Given entries Start Marker

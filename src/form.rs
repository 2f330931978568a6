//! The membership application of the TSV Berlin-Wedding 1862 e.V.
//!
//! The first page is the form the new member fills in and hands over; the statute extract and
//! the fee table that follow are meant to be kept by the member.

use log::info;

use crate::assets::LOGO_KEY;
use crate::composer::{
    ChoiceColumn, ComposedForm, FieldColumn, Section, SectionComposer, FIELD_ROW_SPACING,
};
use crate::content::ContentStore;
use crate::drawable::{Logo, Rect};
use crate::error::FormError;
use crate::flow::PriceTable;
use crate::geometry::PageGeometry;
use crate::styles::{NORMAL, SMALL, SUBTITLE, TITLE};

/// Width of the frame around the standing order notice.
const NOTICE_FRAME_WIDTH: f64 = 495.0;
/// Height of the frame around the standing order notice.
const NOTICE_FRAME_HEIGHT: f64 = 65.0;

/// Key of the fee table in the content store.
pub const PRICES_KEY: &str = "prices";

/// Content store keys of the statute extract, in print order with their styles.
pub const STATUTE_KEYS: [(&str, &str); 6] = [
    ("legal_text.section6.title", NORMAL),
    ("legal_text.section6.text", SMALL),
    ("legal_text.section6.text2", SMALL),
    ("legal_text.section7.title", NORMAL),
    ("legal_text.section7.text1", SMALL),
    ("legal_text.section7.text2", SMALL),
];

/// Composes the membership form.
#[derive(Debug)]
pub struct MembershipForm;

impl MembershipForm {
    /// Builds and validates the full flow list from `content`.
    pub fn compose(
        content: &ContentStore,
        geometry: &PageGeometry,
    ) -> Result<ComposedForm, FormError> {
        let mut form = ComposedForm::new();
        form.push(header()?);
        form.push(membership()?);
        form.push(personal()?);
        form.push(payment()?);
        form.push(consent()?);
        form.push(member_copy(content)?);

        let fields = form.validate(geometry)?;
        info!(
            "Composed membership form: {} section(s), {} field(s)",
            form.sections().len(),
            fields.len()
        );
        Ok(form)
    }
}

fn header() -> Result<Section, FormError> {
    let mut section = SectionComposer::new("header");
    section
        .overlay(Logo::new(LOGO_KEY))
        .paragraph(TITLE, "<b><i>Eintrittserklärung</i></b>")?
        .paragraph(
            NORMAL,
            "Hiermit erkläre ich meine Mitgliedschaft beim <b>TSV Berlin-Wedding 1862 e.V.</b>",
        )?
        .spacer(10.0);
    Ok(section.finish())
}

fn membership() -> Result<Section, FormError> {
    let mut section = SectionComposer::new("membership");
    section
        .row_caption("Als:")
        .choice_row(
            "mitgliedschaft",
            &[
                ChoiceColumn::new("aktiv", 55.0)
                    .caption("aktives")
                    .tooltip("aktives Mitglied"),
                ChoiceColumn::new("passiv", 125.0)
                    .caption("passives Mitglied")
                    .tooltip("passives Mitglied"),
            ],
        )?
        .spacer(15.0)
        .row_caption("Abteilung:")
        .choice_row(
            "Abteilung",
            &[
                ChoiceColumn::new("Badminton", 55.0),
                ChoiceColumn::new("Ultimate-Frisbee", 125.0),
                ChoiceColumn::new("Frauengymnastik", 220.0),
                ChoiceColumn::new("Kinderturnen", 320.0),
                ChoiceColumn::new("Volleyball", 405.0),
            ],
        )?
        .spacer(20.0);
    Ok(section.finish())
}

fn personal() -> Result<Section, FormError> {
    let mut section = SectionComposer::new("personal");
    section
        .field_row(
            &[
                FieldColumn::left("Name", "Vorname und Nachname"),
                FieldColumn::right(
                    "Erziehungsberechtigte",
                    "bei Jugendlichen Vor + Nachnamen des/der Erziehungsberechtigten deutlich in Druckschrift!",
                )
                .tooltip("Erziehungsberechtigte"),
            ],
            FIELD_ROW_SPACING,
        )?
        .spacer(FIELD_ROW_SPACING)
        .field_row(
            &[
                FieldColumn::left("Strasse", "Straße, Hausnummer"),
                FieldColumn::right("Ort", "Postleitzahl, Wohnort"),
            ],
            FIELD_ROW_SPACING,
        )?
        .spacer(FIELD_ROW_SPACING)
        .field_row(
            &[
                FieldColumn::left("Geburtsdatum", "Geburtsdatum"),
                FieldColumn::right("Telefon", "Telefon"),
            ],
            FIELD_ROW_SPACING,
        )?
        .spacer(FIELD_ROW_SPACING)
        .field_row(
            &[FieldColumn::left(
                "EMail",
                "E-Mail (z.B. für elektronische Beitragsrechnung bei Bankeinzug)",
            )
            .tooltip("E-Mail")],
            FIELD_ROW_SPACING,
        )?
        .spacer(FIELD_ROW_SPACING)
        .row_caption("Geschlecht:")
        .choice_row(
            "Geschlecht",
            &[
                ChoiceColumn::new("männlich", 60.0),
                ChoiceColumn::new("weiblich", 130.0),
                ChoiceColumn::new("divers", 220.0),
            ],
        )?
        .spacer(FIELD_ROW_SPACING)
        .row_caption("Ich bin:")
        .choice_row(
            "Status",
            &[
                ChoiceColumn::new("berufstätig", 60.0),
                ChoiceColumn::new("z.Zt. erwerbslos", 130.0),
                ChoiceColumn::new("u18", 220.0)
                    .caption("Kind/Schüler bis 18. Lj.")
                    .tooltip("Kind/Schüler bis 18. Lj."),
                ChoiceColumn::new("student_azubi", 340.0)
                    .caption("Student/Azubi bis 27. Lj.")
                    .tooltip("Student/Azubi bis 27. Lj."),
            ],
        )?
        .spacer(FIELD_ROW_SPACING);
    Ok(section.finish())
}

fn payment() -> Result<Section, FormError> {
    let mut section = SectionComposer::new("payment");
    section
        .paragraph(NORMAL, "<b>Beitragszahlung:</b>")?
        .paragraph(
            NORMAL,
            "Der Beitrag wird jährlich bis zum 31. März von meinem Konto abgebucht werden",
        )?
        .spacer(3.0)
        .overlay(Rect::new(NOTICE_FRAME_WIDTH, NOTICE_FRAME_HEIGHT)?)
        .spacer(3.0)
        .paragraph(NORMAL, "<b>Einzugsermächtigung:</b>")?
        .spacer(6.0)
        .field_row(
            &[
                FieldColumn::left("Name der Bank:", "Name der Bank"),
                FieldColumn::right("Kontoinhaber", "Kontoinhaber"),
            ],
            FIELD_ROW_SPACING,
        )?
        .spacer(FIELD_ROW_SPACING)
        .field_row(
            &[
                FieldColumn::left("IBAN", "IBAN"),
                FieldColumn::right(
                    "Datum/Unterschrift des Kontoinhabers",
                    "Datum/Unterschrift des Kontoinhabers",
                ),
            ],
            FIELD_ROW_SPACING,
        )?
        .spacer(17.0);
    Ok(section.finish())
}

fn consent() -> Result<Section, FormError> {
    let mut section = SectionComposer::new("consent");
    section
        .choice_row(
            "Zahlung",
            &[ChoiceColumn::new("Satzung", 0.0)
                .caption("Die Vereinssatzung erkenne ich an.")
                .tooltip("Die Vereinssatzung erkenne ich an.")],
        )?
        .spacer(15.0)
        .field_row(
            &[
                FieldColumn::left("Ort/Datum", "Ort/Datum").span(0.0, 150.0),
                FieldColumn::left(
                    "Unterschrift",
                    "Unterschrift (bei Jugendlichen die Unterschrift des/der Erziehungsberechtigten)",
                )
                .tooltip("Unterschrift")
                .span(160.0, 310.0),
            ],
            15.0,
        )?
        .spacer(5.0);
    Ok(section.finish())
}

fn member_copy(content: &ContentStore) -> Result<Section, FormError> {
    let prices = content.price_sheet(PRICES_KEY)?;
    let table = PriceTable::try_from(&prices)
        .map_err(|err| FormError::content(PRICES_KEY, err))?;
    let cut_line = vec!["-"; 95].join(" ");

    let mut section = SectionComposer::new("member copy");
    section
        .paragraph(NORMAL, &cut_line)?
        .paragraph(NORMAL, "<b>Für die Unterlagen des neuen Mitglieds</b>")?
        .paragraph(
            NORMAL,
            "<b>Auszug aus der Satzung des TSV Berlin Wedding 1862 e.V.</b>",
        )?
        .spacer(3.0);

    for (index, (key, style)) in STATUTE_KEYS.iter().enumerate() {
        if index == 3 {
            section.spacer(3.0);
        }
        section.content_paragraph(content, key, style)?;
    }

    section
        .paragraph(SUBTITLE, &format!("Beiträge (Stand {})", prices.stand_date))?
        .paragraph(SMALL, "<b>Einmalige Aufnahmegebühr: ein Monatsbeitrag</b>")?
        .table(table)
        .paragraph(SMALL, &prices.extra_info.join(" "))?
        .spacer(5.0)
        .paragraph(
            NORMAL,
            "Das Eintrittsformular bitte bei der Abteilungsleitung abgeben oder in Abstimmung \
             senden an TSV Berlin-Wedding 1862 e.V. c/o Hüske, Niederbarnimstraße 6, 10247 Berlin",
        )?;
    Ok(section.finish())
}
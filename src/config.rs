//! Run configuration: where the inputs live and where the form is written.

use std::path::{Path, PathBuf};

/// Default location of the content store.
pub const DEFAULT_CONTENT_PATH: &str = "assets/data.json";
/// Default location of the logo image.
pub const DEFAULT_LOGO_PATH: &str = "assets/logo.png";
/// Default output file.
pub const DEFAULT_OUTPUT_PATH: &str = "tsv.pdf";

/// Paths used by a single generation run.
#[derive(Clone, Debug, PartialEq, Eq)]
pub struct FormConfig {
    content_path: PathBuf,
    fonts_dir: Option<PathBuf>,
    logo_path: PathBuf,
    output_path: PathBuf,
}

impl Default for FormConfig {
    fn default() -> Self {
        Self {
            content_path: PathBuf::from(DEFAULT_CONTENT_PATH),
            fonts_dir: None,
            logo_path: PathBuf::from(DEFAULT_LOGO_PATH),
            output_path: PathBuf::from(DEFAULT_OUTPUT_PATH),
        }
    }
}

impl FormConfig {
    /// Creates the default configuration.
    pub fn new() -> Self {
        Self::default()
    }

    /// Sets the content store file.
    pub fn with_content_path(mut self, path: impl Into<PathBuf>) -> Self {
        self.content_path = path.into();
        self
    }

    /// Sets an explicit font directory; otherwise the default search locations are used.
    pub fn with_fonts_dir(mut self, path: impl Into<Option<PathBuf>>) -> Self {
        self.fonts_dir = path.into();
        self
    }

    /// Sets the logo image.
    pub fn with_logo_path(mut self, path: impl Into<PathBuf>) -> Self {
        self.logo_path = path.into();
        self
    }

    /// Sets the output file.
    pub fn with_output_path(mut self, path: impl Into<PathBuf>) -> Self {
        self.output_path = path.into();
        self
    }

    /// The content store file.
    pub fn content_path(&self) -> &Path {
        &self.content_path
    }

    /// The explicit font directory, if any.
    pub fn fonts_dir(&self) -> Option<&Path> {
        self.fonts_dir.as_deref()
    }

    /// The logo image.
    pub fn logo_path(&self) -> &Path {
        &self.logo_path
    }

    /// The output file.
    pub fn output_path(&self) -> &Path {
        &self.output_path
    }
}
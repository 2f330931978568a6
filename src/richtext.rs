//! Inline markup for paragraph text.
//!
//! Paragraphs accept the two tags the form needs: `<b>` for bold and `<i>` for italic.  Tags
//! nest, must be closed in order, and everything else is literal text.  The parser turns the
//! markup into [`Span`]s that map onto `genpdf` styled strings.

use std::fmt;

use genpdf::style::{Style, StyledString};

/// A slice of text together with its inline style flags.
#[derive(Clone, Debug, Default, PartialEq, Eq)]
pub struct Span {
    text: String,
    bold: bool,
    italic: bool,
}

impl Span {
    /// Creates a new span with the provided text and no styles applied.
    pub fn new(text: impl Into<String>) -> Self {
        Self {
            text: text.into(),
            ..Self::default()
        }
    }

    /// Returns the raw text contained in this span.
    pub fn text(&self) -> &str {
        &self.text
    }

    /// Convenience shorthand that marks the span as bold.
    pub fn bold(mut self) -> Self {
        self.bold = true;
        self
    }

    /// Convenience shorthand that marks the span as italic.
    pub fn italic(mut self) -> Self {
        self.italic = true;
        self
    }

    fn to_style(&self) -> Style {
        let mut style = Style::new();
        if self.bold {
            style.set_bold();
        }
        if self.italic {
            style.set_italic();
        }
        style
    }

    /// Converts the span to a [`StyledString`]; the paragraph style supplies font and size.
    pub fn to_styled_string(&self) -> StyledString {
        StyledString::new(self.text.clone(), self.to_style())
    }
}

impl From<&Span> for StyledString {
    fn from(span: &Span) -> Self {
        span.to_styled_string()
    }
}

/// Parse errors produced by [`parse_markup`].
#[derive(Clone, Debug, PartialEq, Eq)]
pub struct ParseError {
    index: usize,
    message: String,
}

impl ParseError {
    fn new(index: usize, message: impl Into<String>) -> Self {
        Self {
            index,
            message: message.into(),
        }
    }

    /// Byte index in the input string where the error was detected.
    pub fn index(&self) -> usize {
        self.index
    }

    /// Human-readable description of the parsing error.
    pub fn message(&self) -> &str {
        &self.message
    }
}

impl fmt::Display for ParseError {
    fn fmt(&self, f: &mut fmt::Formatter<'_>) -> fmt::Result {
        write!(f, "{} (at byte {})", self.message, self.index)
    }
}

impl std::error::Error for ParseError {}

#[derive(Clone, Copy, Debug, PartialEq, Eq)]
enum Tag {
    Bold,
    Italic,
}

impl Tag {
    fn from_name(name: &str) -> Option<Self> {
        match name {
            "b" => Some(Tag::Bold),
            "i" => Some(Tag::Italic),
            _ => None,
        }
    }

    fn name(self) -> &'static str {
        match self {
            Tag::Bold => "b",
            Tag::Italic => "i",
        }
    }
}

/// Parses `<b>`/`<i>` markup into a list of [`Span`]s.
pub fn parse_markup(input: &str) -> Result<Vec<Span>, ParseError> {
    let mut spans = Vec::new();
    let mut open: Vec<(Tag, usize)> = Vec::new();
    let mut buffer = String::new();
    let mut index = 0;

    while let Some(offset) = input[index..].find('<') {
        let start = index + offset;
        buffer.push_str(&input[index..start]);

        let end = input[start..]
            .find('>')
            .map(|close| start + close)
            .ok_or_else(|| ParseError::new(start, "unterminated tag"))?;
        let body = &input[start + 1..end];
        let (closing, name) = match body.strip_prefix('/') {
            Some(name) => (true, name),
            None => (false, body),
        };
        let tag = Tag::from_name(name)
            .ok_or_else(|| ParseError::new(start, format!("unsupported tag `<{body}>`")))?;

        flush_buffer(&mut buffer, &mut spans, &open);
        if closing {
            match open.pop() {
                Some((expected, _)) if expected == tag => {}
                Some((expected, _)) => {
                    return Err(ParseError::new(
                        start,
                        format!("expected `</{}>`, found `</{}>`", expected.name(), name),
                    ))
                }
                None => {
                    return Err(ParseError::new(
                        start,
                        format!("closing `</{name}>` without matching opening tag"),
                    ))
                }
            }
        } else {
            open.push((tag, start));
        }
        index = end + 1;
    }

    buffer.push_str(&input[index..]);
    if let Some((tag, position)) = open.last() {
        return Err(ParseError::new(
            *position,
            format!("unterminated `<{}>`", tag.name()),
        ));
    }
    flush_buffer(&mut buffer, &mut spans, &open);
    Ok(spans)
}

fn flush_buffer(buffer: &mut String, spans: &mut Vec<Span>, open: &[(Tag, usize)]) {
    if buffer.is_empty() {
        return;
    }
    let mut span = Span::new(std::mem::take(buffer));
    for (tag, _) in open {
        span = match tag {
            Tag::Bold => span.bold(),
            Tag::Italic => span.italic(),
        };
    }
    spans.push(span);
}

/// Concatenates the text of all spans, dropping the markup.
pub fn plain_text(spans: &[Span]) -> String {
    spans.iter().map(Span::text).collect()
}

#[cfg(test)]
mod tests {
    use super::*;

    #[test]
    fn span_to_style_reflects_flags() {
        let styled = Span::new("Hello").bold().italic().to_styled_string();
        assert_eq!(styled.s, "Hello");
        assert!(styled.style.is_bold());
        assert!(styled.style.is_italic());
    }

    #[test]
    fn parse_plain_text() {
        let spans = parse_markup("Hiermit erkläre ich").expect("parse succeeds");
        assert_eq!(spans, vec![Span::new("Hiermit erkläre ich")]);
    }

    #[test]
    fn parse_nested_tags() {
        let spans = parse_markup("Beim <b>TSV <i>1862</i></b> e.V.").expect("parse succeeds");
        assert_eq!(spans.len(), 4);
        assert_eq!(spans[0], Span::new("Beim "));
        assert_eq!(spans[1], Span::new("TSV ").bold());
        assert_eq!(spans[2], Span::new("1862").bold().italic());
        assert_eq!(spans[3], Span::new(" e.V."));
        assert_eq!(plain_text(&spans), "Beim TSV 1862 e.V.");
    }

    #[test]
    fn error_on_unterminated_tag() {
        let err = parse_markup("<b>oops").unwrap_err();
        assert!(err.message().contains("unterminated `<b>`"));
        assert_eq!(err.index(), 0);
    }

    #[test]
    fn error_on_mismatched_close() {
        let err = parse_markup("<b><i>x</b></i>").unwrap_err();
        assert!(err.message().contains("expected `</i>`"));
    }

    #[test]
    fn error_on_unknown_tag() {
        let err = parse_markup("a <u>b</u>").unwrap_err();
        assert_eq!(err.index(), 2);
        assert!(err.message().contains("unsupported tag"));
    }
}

Given entries End Marker

Using the entries above, find all lines with "crate". Copy them.

__Written solution__.
use crate::assets::LOGO_KEY;
use crate::composer::{
use crate::content::ContentStore;
use crate::drawable::{Logo, Rect};
use crate::error::FormError;
use crate::flow::PriceTable;
use crate::geometry::PageGeometry;
use crate::styles::{NORMAL, SMALL, SUBTITLE, TITLE};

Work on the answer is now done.